At the most basic level, America’s youth should understand two types of nutrients exist: those providing building blocks for their bodies and those providing fuel for energy that runs their bodies. This is a vast oversimplification, and understanding this concept better comes through additional readings on this subject, but this is probably the most important distinction to make in managing youth diet. And by focusing on maximizing the building blocks and minimizing the energy sources, optimized muscle growth and body fat reduction occurs.
When properly balancing the mix of building blocks and energy sources under an umbrella of total calorie requirements, a young person’s diet can be dialed in. However, it must be understood that this is not how roughly 95% of the American youth population presently eats, and this needs to change. So here’s something very important that’s critical to understand:
Great Bodies are Made in the Kitchen
A popular saying in bodybuilding and in the health and fitness genre generally is that great bodies aren’t made in the gym, they’re made in the kitchen. This is an important way of saying that the two go hand-in-hand, and in aspiring to look great and feel great, America’s youth must hold mastery over what they eat.
When you think about it, everyone – yes everyone – already has a great physique even if they don’t work out much or don’t work out at all. The problem is that wonderful, beautiful physique is buried under body fat. For an overweight youth, imagine what they’d look like if you snapped your fingers and almost all of that body fat disappeared, leaving nothing but a layer of skin over those muscles. With that mental picture, imagine in addition muscles more fully developed through resistance training. Viola! There you have it! Lock that image in your brain. But the point is young people can develop a sound muscle base, but looking and feeling their best won’t occur with that muscle base blanketed by body fat.
Also think of this: a young adult weighing, say 200 pounds, with a 30% level of body fat is carrying around about 60 pounds of fat with them. With a much lower body fat level of say 10% and some added lean muscle mass through resistance training, this same person now weighs about 165 pounds with only about 16.5 pounds of body fat. Think about it – how differently would they look? How differently would they feel? Try something, go find a 60 pound weight and a 15 pound weight, try walking for just 5 minutes holding the 60 pound weight and then do the same with the 15 pound weight. Get it? And, on top of all that, they’d be stronger too. Imagine even putting a dollar value amount on what the difference means in quality of life.
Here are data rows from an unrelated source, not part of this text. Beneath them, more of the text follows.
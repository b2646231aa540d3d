//! Configuration loading
//!
//! Settings live in TOML. Lookup order: an explicit path, then
//! `.autofix.toml` in the project root, then `autofix/config.toml` under the
//! user config directory, then built-in defaults.

use crate::actions::{ExecutorConfig, SafetyPolicy};
use crate::diagnostics::DiagnosticsConfig;
use crate::fix::FixConfig;
use crate::llm::OpenAICompatConfig;
use serde::{Deserialize, Serialize};
use std::path::{Path, PathBuf};
use thiserror::Error;
use tracing::debug;

pub const PROJECT_CONFIG_FILE: &str = ".autofix.toml";

#[derive(Debug, Error)]
pub enum ConfigError {
    #[error("Failed to read {path}: {message}")]
    Read { path: PathBuf, message: String },

    #[error("Failed to parse {path}: {message}")]
    Parse { path: PathBuf, message: String },

    #[error("Failed to serialize config: {0}")]
    Serialize(String),

    #[error("Failed to write {path}: {message}")]
    Write { path: PathBuf, message: String },

    #[error("Invalid safety pattern: {0}")]
    InvalidPattern(String),
}

/// Extra command patterns layered over the built-in safety tables
#[derive(Debug, Clone, Default, Serialize, Deserialize)]
#[serde(default)]
pub struct SafetyPolicyConfig {
    /// Regexes that always require approval
    pub denied: Vec<String>,
    /// Regexes for additional read-only tools
    pub allowed: Vec<String>,
}

impl SafetyPolicyConfig {
    pub fn build(&self) -> Result<SafetyPolicy, ConfigError> {
        SafetyPolicy::new(&self.denied, &self.allowed).map_err(|e| ConfigError::InvalidPattern(e.to_string()))
    }
}

#[derive(Debug, Clone, Default, Serialize, Deserialize)]
#[serde(default)]
pub struct AutofixConfig {
    pub engine: FixConfig,
    pub executor: ExecutorConfig,
    pub diagnostics: DiagnosticsConfig,
    pub safety: SafetyPolicyConfig,
    pub model: OpenAICompatConfig,
}

impl AutofixConfig {
    pub fn from_file(path: &Path) -> Result<Self, ConfigError> {
        let content = std::fs::read_to_string(path)
            .map_err(|e| ConfigError::Read { path: path.to_path_buf(), message: e.to_string() })?;
        toml::from_str(&content).map_err(|e| ConfigError::Parse { path: path.to_path_buf(), message: e.to_string() })
    }

    pub fn save(&self, path: &Path) -> Result<(), ConfigError> {
        let content = toml::to_string_pretty(self).map_err(|e| ConfigError::Serialize(e.to_string()))?;
        if let Some(parent) = path.parent().filter(|p| !p.as_os_str().is_empty()) {
            std::fs::create_dir_all(parent)
                .map_err(|e| ConfigError::Write { path: path.to_path_buf(), message: e.to_string() })?;
        }
        std::fs::write(path, content).map_err(|e| ConfigError::Write { path: path.to_path_buf(), message: e.to_string() })
    }

    /// User-level config location
    pub fn user_config_path() -> Option<PathBuf> {
        dirs::config_dir().map(|dir| dir.join("autofix").join("config.toml"))
    }

    /// Resolve and load configuration for a project
    ///
    /// An explicit path must exist; the other locations are optional.
    pub fn load(explicit: Option<&Path>, project_root: &Path) -> Result<Self, ConfigError> {
        if let Some(path) = explicit {
            return Self::from_file(path);
        }
        let candidates = std::iter::once(project_root.join(PROJECT_CONFIG_FILE)).chain(Self::user_config_path());
        for candidate in candidates {
            if candidate.is_file() {
                debug!("Loading config from {}", candidate.display());
                return Self::from_file(&candidate);
            }
        }
        debug!("No config file found, using defaults");
        Ok(Self::default())
    }
}

#[cfg(test)]
mod tests {
    use super::*;
    use tempfile::TempDir;

    #[test]
    fn test_partial_file_keeps_defaults() {
        let dir = TempDir::new().unwrap();
        let path = dir.path().join(PROJECT_CONFIG_FILE);
        std::fs::write(
            &path,
            "[engine]\nmax_retries = 5\n\n[safety]\nallowed = ['^mytool( |$)']\n\n[model]\nmodel = \"llama3\"\n",
        )
        .unwrap();

        let config = AutofixConfig::load(None, dir.path()).unwrap();
        assert_eq!(config.engine.max_retries, 5);
        assert_eq!(config.engine.history_ceiling, 3);
        assert_eq!(config.engine.attempt_bound(), 3);
        assert_eq!(config.diagnostics.debounce_ms, 1200);
        assert!(!config.diagnostics.auto_fix_on_save);
        assert_eq!(config.model.model, "llama3");

        let policy = config.safety.build().unwrap();
        assert!(policy.is_safe("mytool --check"));
    }

    #[test]
    fn test_save_round_trip_and_errors() {
        let dir = TempDir::new().unwrap();
        let path = dir.path().join("nested/config.toml");
        AutofixConfig::default().save(&path).unwrap();
        let loaded = AutofixConfig::load(Some(&path), dir.path()).unwrap();
        assert_eq!(loaded.executor.timeout_secs, 120);

        let missing = AutofixConfig::load(Some(&dir.path().join("nope.toml")), dir.path());
        assert!(matches!(missing, Err(ConfigError::Read { .. })));

        std::fs::write(&path, "engine = 3").unwrap();
        assert!(matches!(AutofixConfig::from_file(&path), Err(ConfigError::Parse { .. })));

        let bad = SafetyPolicyConfig { denied: vec!["(".into()], allowed: vec![] };
        assert!(matches!(bad.build(), Err(ConfigError::InvalidPattern(_))));
    }
}
use anyhow::Result;
use clap::Parser;
use tracing::debug;
use tracing_subscriber::{EnvFilter, layer::SubscriberExt, util::SubscriberInitExt};

mod cli;
use cli::{Cli, Commands, Context};

fn main() -> Result<()> {
    let cli = Cli::parse();

    let filter = match cli.verbose {
        0 => "info",
        1 => "debug",
        _ => "trace",
    };

    tracing_subscriber::registry()
        .with(tracing_subscriber::fmt::layer().with_writer(std::io::stderr))
        .with(EnvFilter::try_from_default_env().unwrap_or_else(|_| EnvFilter::new(filter)))
        .init();

    let ctx = Context::load(cli.root.as_deref(), cli.config.as_deref())?;
    debug!("Project root: {}", ctx.root.display());

    let runtime = tokio::runtime::Runtime::new()?;
    match cli.command {
        Commands::Classify(args) => runtime.block_on(cli::commands::classify::execute(args))?,
        Commands::Check(args) => cli::commands::check::execute(args, &ctx)?,
        Commands::Actions(args) => runtime.block_on(cli::commands::actions::execute(args, &ctx))?,
        Commands::Run(args) => runtime.block_on(cli::commands::run::execute(args, &ctx))?,
        Commands::Fix(args) => runtime.block_on(cli::commands::fix::execute(args, ctx))?,
        Commands::Init(args) => cli::commands::init::execute(args, &ctx)?,
    }

    Ok(())
}
//! Save debouncing so a burst of saves triggers a single fix pass

use dashmap::DashMap;
use std::path::PathBuf;
use std::sync::Arc;
use std::time::Duration;
use tokio::sync::mpsc;
use tokio::time::sleep;
use tracing::{debug, trace};

/// Per-file save timer
///
/// Each save bumps the file's generation and arms a timer. When a timer
/// expires it fires only if no later save arrived for the same file, so
/// the latest save in a burst is the one that is emitted.
pub struct SaveDebouncer {
    delay: Duration,
    generations: Arc<DashMap<PathBuf, u64>>,
    tx: mpsc::UnboundedSender<PathBuf>,
}

impl SaveDebouncer {
    /// Create a debouncer and the receiver its settled files arrive on
    pub fn new(delay: Duration) -> (Self, mpsc::UnboundedReceiver<PathBuf>) {
        let (tx, rx) = mpsc::unbounded_channel();
        let debouncer = Self { delay, generations: Arc::new(DashMap::new()), tx };
        (debouncer, rx)
    }

    /// Record a save
    pub fn notify(&self, path: PathBuf) {
        let generation = {
            let mut entry = self.generations.entry(path.clone()).or_insert(0);
            *entry += 1;
            *entry
        };
        trace!("Save #{} for {}", generation, path.display());

        let delay = self.delay;
        let generations = self.generations.clone();
        let tx = self.tx.clone();
        tokio::spawn(async move {
            sleep(delay).await;
            if generations.remove_if(&path, |_, current| *current == generation).is_some() {
                debug!("Save settled for {}", path.display());
                let _ = tx.send(path);
            }
        });
    }

    /// Files with a timer still running
    pub fn pending_count(&self) -> usize {
        self.generations.len()
    }

    /// Drop all pending timers; they expire without firing
    pub fn clear(&self) {
        self.generations.clear();
    }
}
Taking Diet and Nutrition as Seriously as Workouts
If you wanted to find one single reason why young Americans don’t hit their fitness goals -especially when the goals revolve around weight and body fat reduction – it’s diet and nutrition, hands down.
So what’s the problem?
Because maintaining diet and nutrition discipline is hard, that’s the problem, and for several reasons.
First, in American culture crummy food and massive calories surround us, they hunt us down like dogs. Much of our society’s approach toward food is carried over from earlier times of scarcity and malnutrition, and we’ve come to see food as a celebration of prosperity and plentitude – values passed on to our children. Not bad things to celebrate, but we’re not very smart about it. Additionally, the manufactured food industry, in its quest for cost efficiency, has devised multiple ways to make food cheaper and to have a longer shelf life. Good and reasonable goals, but not always very congruent with sound nutrition. There’s also a little thing called the glycemic index, it’s a hidden diet killer that few people know about but is absolutely critical to a healthy diet.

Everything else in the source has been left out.